##### Record excerpts

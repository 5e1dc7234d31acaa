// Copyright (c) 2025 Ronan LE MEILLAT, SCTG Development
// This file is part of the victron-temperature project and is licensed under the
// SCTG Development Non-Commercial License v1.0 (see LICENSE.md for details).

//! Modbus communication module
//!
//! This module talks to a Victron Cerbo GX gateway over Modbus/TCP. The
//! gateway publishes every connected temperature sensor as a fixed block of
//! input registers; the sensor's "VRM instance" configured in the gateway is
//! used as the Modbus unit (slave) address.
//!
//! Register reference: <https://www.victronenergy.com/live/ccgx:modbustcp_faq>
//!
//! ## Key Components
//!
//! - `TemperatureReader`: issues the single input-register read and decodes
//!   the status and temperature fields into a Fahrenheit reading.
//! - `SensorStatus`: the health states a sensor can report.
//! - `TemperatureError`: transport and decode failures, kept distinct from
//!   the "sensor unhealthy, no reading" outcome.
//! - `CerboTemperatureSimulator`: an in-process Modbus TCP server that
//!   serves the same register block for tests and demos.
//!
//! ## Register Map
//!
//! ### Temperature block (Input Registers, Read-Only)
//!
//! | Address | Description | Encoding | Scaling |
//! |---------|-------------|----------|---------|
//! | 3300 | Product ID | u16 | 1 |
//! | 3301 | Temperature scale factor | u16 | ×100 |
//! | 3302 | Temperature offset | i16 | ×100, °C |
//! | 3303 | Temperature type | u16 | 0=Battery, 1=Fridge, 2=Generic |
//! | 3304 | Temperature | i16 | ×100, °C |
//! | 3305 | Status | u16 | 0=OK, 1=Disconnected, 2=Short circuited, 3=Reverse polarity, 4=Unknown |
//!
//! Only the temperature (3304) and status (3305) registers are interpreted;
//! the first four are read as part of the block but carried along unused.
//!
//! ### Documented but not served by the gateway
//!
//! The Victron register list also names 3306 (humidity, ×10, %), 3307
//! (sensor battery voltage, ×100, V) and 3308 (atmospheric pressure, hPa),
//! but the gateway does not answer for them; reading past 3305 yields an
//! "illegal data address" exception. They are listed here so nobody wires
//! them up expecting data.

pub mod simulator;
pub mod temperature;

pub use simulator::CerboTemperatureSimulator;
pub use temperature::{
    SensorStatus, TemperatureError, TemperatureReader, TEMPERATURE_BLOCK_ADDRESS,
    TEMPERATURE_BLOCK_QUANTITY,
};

##########
##### Record excerpts

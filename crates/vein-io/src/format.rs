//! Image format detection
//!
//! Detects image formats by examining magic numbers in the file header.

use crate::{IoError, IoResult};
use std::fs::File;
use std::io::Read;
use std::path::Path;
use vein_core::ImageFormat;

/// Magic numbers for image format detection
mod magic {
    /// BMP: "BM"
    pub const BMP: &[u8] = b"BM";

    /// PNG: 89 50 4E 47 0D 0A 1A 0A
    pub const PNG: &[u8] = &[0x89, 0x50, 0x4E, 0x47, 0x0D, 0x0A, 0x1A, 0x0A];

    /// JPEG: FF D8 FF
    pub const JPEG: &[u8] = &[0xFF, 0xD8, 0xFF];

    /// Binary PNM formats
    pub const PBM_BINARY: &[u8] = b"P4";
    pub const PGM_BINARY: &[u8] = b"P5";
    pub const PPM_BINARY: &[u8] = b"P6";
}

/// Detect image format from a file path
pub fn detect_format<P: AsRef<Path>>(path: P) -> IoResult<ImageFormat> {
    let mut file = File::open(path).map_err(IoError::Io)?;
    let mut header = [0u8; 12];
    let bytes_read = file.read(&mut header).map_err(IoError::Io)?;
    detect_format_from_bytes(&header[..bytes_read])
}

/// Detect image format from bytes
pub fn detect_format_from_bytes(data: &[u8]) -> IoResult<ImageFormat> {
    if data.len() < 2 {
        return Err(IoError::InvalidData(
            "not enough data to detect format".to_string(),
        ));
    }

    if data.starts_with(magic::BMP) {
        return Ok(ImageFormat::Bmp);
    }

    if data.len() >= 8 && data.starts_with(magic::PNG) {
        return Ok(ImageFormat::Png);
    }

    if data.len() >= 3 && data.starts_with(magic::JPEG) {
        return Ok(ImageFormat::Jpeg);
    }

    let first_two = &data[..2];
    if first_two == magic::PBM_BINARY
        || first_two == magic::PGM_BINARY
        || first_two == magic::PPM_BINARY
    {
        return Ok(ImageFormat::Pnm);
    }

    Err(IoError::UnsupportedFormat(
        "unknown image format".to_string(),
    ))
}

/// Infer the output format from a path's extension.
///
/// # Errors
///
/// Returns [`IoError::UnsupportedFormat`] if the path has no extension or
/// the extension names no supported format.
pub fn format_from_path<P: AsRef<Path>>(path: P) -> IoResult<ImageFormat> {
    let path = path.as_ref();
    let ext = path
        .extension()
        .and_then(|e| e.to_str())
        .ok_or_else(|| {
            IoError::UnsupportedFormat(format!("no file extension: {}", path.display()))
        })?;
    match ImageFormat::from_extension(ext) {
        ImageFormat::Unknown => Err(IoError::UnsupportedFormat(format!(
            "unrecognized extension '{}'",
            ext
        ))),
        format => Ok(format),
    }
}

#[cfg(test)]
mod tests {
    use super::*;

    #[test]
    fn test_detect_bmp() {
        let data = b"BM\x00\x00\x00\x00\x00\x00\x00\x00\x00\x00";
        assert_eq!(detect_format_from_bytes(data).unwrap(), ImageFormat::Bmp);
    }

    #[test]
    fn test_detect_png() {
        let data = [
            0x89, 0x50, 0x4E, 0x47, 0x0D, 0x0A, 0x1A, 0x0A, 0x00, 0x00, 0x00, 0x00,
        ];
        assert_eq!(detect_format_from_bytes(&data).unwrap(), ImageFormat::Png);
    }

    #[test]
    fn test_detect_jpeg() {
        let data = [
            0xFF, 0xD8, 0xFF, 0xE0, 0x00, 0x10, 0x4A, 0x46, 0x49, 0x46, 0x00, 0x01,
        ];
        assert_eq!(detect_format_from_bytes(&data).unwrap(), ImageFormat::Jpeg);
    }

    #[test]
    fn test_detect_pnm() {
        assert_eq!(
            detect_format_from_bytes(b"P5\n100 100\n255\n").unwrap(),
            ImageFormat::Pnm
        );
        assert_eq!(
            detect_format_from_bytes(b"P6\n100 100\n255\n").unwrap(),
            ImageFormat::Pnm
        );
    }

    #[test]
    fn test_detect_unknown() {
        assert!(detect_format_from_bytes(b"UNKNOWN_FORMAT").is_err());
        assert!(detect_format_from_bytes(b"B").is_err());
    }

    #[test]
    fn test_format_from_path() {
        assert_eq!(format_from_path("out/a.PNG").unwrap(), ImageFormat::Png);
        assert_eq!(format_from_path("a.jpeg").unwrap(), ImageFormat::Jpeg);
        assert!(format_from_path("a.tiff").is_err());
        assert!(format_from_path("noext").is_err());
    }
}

##########
##### Record excerpts

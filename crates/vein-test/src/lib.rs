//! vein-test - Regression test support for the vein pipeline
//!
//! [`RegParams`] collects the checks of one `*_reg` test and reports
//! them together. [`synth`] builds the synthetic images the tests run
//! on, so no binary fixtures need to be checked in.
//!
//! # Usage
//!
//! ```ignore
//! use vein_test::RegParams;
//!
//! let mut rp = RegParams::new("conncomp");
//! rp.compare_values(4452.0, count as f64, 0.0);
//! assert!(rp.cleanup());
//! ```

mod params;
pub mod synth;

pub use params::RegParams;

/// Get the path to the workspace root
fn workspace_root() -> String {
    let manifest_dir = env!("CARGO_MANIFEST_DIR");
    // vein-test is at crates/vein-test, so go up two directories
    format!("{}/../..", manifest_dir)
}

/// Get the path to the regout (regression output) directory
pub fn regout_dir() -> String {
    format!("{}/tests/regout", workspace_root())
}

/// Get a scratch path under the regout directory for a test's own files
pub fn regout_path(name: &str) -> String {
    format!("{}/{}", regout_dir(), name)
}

##########

*Problem:* Retype only the lines above between the line with "repository 5e1dc7234d31acaa" and the line with "u16 | ×100 |", counting those two lines as well, and keep every character as it is.

*Completed task:*
repository 5e1dc7234d31acaa
// Copyright (c) 2025 Ronan LE MEILLAT, SCTG Development
// This file is part of the victron-temperature project and is licensed under the
// SCTG Development Non-Commercial License v1.0 (see LICENSE.md for details).

//! Modbus communication module
//!
//! This module talks to a Victron Cerbo GX gateway over Modbus/TCP. The
//! gateway publishes every connected temperature sensor as a fixed block of
//! input registers; the sensor's "VRM instance" configured in the gateway is
//! used as the Modbus unit (slave) address.
//!
//! Register reference: <https://www.victronenergy.com/live/ccgx:modbustcp_faq>
//!
//! ## Key Components
//!
//! - `TemperatureReader`: issues the single input-register read and decodes
//!   the status and temperature fields into a Fahrenheit reading.
//! - `SensorStatus`: the health states a sensor can report.
//! - `TemperatureError`: transport and decode failures, kept distinct from
//!   the "sensor unhealthy, no reading" outcome.
//! - `CerboTemperatureSimulator`: an in-process Modbus TCP server that
//!   serves the same register block for tests and demos.
//!
//! ## Register Map
//!
//! ### Temperature block (Input Registers, Read-Only)
//!
//! | Address | Description | Encoding | Scaling |
//! |---------|-------------|----------|---------|
//! | 3300 | Product ID | u16 | 1 |
//! | 3301 | Temperature scale factor | u16 | ×100 |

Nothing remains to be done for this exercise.